**Given data:**
-- -- --

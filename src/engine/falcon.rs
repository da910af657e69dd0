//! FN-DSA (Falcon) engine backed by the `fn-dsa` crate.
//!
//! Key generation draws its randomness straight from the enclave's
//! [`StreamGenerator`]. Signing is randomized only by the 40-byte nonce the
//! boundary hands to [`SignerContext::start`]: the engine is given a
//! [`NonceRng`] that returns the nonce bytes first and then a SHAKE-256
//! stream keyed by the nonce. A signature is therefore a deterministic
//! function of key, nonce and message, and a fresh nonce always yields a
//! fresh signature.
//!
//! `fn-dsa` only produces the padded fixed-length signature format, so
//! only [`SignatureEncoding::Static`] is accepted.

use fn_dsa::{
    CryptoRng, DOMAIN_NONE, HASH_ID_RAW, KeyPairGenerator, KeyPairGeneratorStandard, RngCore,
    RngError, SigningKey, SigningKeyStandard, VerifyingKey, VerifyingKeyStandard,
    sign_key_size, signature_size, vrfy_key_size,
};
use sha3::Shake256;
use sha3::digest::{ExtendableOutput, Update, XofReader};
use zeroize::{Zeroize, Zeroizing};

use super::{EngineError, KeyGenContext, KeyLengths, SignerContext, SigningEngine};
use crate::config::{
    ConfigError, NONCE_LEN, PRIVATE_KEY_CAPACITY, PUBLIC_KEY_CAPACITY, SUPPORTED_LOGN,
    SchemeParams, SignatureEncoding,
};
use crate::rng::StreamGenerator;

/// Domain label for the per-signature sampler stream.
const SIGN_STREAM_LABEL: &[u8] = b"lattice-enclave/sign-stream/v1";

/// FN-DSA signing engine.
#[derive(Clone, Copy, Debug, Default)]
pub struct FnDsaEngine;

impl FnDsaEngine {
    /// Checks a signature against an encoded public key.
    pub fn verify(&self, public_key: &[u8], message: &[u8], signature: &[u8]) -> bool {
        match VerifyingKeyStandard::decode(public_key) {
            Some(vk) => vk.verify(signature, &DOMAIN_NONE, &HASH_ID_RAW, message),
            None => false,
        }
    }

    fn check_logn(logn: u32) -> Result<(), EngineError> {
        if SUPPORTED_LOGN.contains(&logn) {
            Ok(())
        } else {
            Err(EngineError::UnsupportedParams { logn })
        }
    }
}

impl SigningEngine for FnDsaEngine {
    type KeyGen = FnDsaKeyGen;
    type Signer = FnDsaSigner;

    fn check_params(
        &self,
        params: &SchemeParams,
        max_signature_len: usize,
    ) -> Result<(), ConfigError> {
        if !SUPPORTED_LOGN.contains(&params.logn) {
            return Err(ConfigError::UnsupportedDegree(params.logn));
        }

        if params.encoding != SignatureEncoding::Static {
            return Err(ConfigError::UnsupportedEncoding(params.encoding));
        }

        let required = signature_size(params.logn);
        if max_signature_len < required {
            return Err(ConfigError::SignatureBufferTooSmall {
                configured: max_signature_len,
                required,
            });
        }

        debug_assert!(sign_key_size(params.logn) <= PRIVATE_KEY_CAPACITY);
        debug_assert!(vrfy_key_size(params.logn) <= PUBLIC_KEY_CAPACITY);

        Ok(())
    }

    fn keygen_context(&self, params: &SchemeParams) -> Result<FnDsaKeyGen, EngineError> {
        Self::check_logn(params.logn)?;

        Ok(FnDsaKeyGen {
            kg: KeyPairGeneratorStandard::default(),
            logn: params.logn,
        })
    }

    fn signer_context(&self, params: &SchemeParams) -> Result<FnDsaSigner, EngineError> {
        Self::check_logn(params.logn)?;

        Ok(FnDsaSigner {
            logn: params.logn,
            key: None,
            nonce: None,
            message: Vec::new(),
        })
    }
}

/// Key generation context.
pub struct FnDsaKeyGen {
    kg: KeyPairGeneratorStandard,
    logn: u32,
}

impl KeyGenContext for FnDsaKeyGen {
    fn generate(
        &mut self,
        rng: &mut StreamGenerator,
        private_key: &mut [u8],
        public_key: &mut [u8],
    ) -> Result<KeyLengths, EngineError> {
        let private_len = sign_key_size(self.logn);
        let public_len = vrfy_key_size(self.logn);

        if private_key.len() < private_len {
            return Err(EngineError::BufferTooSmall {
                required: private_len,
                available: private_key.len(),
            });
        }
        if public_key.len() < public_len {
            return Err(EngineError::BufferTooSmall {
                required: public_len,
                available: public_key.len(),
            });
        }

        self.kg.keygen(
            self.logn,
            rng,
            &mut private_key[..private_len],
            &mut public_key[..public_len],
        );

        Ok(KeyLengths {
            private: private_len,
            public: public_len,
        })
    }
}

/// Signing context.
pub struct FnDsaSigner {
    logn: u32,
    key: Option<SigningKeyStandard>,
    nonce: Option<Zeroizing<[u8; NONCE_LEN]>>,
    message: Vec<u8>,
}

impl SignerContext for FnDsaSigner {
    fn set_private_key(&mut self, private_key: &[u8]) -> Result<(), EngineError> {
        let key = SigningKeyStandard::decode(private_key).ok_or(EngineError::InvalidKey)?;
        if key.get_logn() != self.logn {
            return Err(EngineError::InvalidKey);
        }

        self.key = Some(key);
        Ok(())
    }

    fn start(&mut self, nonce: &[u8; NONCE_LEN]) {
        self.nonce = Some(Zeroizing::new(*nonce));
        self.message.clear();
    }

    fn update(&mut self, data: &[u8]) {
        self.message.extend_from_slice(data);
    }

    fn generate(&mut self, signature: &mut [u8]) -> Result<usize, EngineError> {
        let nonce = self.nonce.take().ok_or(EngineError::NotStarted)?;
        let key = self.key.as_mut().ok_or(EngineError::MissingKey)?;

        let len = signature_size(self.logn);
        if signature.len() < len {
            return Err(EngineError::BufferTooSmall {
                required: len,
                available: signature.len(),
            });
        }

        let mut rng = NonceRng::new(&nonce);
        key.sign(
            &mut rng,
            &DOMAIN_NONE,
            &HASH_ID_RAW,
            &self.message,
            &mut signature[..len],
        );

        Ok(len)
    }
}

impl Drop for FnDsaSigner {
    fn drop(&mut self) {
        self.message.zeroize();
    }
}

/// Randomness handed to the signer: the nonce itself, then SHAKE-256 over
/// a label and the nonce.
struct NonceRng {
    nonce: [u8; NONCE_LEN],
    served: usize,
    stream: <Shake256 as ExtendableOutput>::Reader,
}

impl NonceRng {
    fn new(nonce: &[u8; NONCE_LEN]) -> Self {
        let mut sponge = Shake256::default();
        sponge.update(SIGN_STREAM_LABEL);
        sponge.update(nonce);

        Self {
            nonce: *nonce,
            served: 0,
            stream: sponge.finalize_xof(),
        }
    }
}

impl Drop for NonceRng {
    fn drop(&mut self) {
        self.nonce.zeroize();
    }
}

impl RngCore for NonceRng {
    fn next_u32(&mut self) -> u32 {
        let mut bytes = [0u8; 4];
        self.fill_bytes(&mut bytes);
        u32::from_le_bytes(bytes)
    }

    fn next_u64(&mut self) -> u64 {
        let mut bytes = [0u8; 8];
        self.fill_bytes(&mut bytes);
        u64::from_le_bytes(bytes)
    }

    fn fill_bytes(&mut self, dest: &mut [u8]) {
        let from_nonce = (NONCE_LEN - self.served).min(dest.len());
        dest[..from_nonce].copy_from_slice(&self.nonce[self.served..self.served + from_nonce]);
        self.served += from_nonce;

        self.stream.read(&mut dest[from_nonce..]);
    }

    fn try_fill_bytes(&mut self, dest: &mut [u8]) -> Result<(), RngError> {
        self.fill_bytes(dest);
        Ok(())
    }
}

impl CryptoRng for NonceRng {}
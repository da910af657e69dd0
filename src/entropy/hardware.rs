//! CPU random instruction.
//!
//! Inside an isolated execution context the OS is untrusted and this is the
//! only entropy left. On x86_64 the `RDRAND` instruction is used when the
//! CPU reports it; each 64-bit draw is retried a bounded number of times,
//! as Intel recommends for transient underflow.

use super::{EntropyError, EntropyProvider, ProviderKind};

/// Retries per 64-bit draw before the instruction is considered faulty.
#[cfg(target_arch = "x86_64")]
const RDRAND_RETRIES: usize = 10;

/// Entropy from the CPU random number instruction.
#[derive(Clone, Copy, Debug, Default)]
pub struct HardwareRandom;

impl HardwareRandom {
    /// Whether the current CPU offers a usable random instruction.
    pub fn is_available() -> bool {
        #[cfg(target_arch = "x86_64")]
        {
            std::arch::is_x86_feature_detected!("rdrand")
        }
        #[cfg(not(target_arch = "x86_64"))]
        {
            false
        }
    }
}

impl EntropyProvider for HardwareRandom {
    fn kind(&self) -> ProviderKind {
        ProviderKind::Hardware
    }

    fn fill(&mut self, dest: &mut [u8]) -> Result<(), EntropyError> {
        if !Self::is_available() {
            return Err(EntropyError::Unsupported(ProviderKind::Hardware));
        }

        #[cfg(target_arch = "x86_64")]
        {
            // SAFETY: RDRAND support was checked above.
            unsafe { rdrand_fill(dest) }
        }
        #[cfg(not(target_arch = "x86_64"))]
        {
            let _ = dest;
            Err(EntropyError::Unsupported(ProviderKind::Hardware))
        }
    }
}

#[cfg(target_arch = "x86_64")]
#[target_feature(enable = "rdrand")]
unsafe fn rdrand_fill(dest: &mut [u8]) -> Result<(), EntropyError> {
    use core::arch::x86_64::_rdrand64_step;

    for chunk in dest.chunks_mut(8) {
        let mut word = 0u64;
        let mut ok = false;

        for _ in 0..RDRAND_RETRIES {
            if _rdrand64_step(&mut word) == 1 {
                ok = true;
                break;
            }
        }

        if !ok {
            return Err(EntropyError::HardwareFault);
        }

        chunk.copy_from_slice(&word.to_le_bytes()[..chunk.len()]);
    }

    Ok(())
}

-- -- --

**Aim of the task:** Using the records above, output exactly the lines from the first through the line that contains "40-byte nonce the", with both of those included.

**Response area:**
filename src/engine/falcon.rs
repository da910af657e69dd0
//! FN-DSA (Falcon) engine backed by the `fn-dsa` crate.
//!
//! Key generation draws its randomness straight from the enclave's
//! [`StreamGenerator`]. Signing is randomized only by the 40-byte nonce the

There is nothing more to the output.